■ Work required ■
From the line that contains "let dir = tempfile::TempDir::new().unwrap();" to the end of the records below, copy every line exactly. Both the first and last of these lines count.

■ Collected data entries ■
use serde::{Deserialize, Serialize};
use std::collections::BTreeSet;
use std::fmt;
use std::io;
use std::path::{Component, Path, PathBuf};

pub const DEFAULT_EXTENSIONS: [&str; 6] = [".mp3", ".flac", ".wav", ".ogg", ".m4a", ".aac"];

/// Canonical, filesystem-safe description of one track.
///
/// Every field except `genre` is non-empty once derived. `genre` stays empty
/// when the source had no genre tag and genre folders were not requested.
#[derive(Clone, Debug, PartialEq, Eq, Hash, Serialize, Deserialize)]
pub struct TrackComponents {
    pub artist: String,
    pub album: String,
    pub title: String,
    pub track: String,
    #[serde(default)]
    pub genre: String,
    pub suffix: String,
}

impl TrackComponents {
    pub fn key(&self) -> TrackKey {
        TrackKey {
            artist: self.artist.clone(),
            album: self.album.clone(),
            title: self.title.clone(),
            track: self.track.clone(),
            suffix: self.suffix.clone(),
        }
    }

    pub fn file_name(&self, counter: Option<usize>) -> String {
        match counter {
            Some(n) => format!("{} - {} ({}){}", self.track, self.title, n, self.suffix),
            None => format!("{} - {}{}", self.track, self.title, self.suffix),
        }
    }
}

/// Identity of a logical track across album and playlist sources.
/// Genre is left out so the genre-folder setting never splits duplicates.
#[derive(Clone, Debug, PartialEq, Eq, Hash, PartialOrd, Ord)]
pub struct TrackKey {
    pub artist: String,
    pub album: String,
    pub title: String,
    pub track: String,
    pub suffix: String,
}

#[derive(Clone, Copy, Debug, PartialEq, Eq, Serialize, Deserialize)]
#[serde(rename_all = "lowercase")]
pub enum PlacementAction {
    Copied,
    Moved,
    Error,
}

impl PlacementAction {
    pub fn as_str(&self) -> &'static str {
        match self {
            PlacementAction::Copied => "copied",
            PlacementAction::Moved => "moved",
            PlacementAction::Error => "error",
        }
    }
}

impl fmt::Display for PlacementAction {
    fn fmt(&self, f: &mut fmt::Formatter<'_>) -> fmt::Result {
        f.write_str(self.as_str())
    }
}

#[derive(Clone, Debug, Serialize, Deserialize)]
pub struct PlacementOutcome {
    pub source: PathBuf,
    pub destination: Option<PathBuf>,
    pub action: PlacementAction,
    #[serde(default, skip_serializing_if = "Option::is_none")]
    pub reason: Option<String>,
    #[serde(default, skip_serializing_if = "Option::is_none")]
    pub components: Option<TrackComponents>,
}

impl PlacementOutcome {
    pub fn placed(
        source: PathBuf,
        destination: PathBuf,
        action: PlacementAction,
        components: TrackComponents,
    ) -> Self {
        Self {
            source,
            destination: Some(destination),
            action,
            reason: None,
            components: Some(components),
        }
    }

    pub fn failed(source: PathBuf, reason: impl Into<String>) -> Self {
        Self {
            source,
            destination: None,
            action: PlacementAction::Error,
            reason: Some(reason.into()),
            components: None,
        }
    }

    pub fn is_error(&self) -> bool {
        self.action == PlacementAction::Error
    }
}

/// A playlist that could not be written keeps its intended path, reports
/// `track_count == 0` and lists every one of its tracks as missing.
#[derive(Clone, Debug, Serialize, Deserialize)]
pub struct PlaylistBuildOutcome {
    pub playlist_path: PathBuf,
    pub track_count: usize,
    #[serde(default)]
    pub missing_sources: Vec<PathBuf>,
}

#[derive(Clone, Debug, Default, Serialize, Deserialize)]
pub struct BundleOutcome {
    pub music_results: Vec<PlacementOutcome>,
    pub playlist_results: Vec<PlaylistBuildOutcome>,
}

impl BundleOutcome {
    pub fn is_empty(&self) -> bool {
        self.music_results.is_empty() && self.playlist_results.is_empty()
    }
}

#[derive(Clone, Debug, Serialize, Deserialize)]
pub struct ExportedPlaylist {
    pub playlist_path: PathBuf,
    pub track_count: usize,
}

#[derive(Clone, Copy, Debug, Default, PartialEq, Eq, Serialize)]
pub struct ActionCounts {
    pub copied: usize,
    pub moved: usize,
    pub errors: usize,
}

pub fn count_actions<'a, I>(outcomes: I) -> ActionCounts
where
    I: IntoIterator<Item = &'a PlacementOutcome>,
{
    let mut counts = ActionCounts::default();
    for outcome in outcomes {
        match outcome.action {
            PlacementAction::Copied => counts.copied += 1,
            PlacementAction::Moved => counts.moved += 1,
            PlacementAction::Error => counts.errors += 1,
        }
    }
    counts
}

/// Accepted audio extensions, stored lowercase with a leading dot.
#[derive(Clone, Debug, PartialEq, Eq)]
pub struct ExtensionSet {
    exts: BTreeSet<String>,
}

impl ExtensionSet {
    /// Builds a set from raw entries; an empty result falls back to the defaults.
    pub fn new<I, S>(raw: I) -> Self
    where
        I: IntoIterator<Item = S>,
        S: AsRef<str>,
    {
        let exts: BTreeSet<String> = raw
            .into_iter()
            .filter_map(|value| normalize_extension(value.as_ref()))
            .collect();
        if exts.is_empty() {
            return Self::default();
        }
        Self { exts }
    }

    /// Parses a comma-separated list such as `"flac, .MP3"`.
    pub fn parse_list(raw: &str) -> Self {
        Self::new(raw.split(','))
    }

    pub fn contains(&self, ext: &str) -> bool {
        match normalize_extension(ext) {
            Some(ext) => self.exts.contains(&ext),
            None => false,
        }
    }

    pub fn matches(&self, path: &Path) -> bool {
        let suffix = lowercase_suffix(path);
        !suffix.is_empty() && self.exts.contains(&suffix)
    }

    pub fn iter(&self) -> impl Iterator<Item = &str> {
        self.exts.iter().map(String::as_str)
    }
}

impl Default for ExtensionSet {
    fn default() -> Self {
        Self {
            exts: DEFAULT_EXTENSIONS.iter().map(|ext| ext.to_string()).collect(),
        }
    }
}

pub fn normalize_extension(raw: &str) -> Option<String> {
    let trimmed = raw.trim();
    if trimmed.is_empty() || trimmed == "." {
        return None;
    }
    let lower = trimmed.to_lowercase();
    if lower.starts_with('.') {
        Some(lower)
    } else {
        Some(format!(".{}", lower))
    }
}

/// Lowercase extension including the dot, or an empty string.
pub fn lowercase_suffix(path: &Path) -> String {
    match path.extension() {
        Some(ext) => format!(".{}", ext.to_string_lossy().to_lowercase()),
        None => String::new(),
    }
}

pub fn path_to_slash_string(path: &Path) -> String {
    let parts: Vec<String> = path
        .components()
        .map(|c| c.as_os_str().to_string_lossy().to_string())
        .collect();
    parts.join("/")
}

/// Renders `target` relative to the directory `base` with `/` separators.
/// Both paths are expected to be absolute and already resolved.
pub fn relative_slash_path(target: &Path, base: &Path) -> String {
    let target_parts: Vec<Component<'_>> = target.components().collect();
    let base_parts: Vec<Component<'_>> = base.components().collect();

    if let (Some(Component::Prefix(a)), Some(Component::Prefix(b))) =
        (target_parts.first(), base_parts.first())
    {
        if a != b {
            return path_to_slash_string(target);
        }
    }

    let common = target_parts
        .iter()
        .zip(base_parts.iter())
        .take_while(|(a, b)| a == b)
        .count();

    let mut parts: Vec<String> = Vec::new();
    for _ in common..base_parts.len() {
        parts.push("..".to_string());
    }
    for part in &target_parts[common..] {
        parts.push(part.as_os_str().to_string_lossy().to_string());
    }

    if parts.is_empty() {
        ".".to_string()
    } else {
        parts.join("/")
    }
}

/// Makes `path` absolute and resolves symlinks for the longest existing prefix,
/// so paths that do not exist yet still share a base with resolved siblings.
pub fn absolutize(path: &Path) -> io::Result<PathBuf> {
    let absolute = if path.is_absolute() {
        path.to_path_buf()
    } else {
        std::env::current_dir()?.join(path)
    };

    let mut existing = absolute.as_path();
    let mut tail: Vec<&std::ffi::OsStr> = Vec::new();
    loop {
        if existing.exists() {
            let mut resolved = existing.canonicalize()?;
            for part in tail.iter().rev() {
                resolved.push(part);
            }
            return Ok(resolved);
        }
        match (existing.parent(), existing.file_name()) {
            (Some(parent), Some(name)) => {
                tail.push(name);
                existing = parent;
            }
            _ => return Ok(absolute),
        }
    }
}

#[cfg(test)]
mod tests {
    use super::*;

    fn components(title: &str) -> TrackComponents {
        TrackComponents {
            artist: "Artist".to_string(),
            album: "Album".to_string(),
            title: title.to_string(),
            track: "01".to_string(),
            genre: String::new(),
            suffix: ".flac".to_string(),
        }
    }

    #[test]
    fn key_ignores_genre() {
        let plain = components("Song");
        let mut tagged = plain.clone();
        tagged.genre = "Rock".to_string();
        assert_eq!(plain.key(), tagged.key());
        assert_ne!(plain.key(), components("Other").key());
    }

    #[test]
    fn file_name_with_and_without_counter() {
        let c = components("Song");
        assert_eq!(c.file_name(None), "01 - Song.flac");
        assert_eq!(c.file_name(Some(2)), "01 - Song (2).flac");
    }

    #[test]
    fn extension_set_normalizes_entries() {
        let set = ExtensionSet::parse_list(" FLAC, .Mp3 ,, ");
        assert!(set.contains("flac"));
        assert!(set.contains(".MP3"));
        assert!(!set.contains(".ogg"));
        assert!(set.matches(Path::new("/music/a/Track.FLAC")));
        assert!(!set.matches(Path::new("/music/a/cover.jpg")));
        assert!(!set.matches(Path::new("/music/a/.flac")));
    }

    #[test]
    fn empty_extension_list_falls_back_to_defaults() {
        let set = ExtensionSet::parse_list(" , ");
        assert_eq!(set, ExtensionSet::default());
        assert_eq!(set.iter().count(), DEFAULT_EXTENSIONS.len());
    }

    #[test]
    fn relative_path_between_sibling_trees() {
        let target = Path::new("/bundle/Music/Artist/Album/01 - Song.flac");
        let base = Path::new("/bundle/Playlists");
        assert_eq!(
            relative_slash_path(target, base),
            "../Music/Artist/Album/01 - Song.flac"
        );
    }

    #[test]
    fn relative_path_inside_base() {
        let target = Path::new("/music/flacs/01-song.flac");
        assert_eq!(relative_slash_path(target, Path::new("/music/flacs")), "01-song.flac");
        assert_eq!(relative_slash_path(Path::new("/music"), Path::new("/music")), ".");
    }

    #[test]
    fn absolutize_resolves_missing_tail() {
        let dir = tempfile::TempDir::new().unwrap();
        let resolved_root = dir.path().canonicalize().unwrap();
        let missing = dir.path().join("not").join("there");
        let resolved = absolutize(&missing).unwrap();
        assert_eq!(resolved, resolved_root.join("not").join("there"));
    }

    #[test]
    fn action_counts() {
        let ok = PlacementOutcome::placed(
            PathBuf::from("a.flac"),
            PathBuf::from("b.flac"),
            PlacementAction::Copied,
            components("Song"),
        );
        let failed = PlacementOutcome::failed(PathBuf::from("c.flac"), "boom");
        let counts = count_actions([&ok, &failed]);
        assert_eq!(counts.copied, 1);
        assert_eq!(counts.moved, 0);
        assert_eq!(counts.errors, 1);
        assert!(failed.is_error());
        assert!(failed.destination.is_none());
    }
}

■ Reply ■
        let dir = tempfile::TempDir::new().unwrap();
        let resolved_root = dir.path().canonicalize().unwrap();
        let missing = dir.path().join("not").join("there");
        let resolved = absolutize(&missing).unwrap();
        assert_eq!(resolved, resolved_root.join("not").join("there"));
    }

    #[test]
    fn action_counts() {
        let ok = PlacementOutcome::placed(
            PathBuf::from("a.flac"),
            PathBuf::from("b.flac"),
            PlacementAction::Copied,
            components("Song"),
        );
        let failed = PlacementOutcome::failed(PathBuf::from("c.flac"), "boom");
        let counts = count_actions([&ok, &failed]);
        assert_eq!(counts.copied, 1);
        assert_eq!(counts.moved, 0);
        assert_eq!(counts.errors, 1);
        assert!(failed.is_error());
        assert!(failed.destination.is_none());
    }
}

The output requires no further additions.